Sadly, last call for this venerable Soho institution came late Saturday night and early Sunday morning. Blame progress, blame developers, blame fast food nation.
Commented observer Mark Fitchett on the Girl in the Cafe blog:
"You know even at 11:45 people were waiting in a queue to say goodbye. By the time I came back at 1 pm the place was packed and full of such happy sounds. People had brought bottles of wine and were just sitting, talking, jumping from one table to another to meet up with friends old and new. I stood and watched the queue: people whose first journey here had been as a result of reading of its closure and older people who must have grown up with this place a fixture in their lives. I guess we always thought it would be there, trapped in time and comforting as all around us there was change and rush."Inside people walked around with video cameras trying to capture every last moment of the cafe and the staff began to buckle with the number of orders.
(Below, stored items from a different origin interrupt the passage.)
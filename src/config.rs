//! Global configuration constants and the tunable simulation parameters.

use glam::Vec2;
use log::warn;
use serde::{Deserialize, Serialize};

use crate::error::{PhysicsError, Result};

/// Default gravity vector (screen space, Y grows downward).
pub const DEFAULT_GRAVITY: [f32; 2] = [0.0, 1000.0];

/// Default integration timestep (in seconds).
pub const DEFAULT_TIME_STEP: f32 = 1.0 / 60.0;

/// Number of impulse iterations performed per frame.
pub const DEFAULT_SOLVER_ITERATIONS: u32 = 8;

/// Coulomb-style friction coefficient shared by every contact.
pub const DEFAULT_FRICTION: f32 = 0.2;

/// Fraction of accumulated penetration corrected per second of `1/dt`.
pub const DEFAULT_BIAS_FACTOR: f32 = 0.2;

/// Decay applied to a contact's accumulated penetration each frame.
pub const DEFAULT_PENETRATION_DECAY: f32 = 0.5;

/// Gap under which two atoms keep (or start) a contact.
pub const DEFAULT_PERSISTENCE_MARGIN: f32 = 1.0;

/// Ceiling on a single normal impulse step.
pub const DEFAULT_MAX_IMPULSE: f32 = 1.0e6;

/// Radius used by builders that do not specify one.
pub const DEFAULT_ATOM_RADIUS: f32 = 8.0;

/// Default cell size for the broad-phase uniform grid (one atom diameter).
pub const DEFAULT_GRID_CELL_SIZE: f32 = 2.0 * DEFAULT_ATOM_RADIUS;

/// Default grid extent in cells.
pub const DEFAULT_GRID_WIDTH: usize = 100;
pub const DEFAULT_GRID_HEIGHT: usize = 60;

/// Impulse added in one frame above which an impact sound is requested.
pub const DEFAULT_IMPACT_LOUDNESS: f32 = 400.0;

/// Resolved normal impulse that breaks a recently split body.
pub const DEFAULT_BREAK_THRESHOLD: f32 = 5000.0;

/// Resolved normal impulse that breaks a body outside its cooldown.
pub const DEFAULT_FRAGILE_THRESHOLD: f32 = 2500.0;

/// Frames a freshly split body (and its fragment) stays on the higher threshold.
pub const DEFAULT_FRACTURE_COOLDOWN: u32 = 30;

/// Frame time above which a warning is logged.
pub const DEFAULT_FRAME_BUDGET_MS: f32 = 16.0;

/// Broad-phase grid extent.
#[derive(Debug, Clone, Copy, PartialEq, Serialize, Deserialize)]
#[serde(default)]
pub struct GridConfig {
    pub cell_size: f32,
    pub width: usize,
    pub height: usize,
}

impl Default for GridConfig {
    fn default() -> Self {
        Self {
            cell_size: DEFAULT_GRID_CELL_SIZE,
            width: DEFAULT_GRID_WIDTH,
            height: DEFAULT_GRID_HEIGHT,
        }
    }
}

/// Impulse thresholds that split bodies apart.
#[derive(Debug, Clone, Copy, PartialEq, Serialize, Deserialize)]
#[serde(default)]
pub struct FractureConfig {
    pub enabled: bool,
    pub break_threshold: f32,
    pub fragile_threshold: f32,
    pub cooldown_frames: u32,
}

impl Default for FractureConfig {
    fn default() -> Self {
        Self {
            enabled: true,
            break_threshold: DEFAULT_BREAK_THRESHOLD,
            fragile_threshold: DEFAULT_FRAGILE_THRESHOLD,
            cooldown_frames: DEFAULT_FRACTURE_COOLDOWN,
        }
    }
}

/// Every tunable of the simulation. Missing JSON fields fall back to the
/// defaults above.
#[derive(Debug, Clone, PartialEq, Serialize, Deserialize)]
#[serde(default)]
pub struct SimulationConfig {
    pub gravity: Vec2,
    pub time_step: f32,
    pub solver_iterations: u32,
    pub friction: f32,
    pub bias_factor: f32,
    pub penetration_decay: f32,
    pub persistence_margin: f32,
    pub max_impulse: f32,
    pub linear_damping: f32,
    pub angular_damping: f32,
    pub impact_loudness: f32,
    pub frame_budget_ms: f32,
    pub grid: GridConfig,
    pub fracture: FractureConfig,
}

impl Default for SimulationConfig {
    fn default() -> Self {
        Self {
            gravity: Vec2::from_array(DEFAULT_GRAVITY),
            time_step: DEFAULT_TIME_STEP,
            solver_iterations: DEFAULT_SOLVER_ITERATIONS,
            friction: DEFAULT_FRICTION,
            bias_factor: DEFAULT_BIAS_FACTOR,
            penetration_decay: DEFAULT_PENETRATION_DECAY,
            persistence_margin: DEFAULT_PERSISTENCE_MARGIN,
            max_impulse: DEFAULT_MAX_IMPULSE,
            linear_damping: 0.0,
            angular_damping: 0.0,
            impact_loudness: DEFAULT_IMPACT_LOUDNESS,
            frame_budget_ms: DEFAULT_FRAME_BUDGET_MS,
            grid: GridConfig::default(),
            fracture: FractureConfig::default(),
        }
    }
}

impl SimulationConfig {
    /// Parses a JSON document and validates the result.
    pub fn from_json_str(json: &str) -> Result<Self> {
        let config: Self = serde_json::from_str(json)?;
        config.validate()?;
        Ok(config)
    }

    pub fn with_gravity(mut self, gravity: Vec2) -> Self {
        self.gravity = gravity;
        self
    }

    pub fn with_grid(mut self, cell_size: f32, width: usize, height: usize) -> Self {
        self.grid = GridConfig {
            cell_size,
            width,
            height,
        };
        self
    }

    pub fn with_solver_iterations(mut self, iterations: u32) -> Self {
        self.solver_iterations = iterations;
        self
    }

    pub fn with_friction(mut self, friction: f32) -> Self {
        self.friction = friction;
        self
    }

    pub fn without_fracture(mut self) -> Self {
        self.fracture.enabled = false;
        self
    }

    /// Rejects values the pipeline cannot run with.
    pub fn validate(&self) -> Result<()> {
        fn invalid(msg: String) -> Result<()> {
            Err(PhysicsError::InvalidConfig(msg))
        }

        if !self.gravity.is_finite() {
            return invalid(format!("gravity must be finite, got {}", self.gravity));
        }
        if !(self.time_step.is_finite() && self.time_step > 0.0) {
            return invalid(format!("time_step must be > 0, got {}", self.time_step));
        }
        if self.solver_iterations == 0 {
            return invalid("solver_iterations must be at least 1".into());
        }
        if !(self.friction >= 0.0) {
            return invalid(format!("friction must be >= 0, got {}", self.friction));
        }
        if !(0.0..=1.0).contains(&self.bias_factor) {
            return invalid(format!("bias_factor must be in [0, 1], got {}", self.bias_factor));
        }
        if !(0.0..1.0).contains(&self.penetration_decay) {
            return invalid(format!(
                "penetration_decay must be in [0, 1), got {}",
                self.penetration_decay
            ));
        }
        if !(self.persistence_margin >= 0.0) {
            return invalid(format!(
                "persistence_margin must be >= 0, got {}",
                self.persistence_margin
            ));
        }
        if !(self.max_impulse > 0.0) {
            return invalid(format!("max_impulse must be > 0, got {}", self.max_impulse));
        }
        if !(self.linear_damping >= 0.0 && self.angular_damping >= 0.0) {
            return invalid("damping must be >= 0".into());
        }
        if !(self.grid.cell_size.is_finite() && self.grid.cell_size > 0.0) {
            return invalid(format!("grid cell_size must be > 0, got {}", self.grid.cell_size));
        }
        if self.grid.width == 0 || self.grid.height == 0 {
            return invalid(format!(
                "grid must have at least one cell, got {}x{}",
                self.grid.width, self.grid.height
            ));
        }
        let fracture = &self.fracture;
        if !(fracture.fragile_threshold > 0.0 && fracture.break_threshold > 0.0) {
            return invalid("fracture thresholds must be > 0".into());
        }
        if fracture.fragile_threshold > fracture.break_threshold {
            warn!(
                "fragile_threshold {} is above break_threshold {}; fragments will break first",
                fracture.fragile_threshold, fracture.break_threshold
            );
        }
        Ok(())
    }
}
"I took my bill and went to the till to say good bye to [owner] Lorenzo [Marioni] and walked away from a piece of my past…"
Gracing this post are photos Mark took on the New Picc's last day of service.


I passed The Cafe yesterday and it is completely gone, vanished from the face of the earth.
Posted by: Ingrid | 29 September 2007 at 03:10 AM
God, that hurts. Like it was never there. But I know better.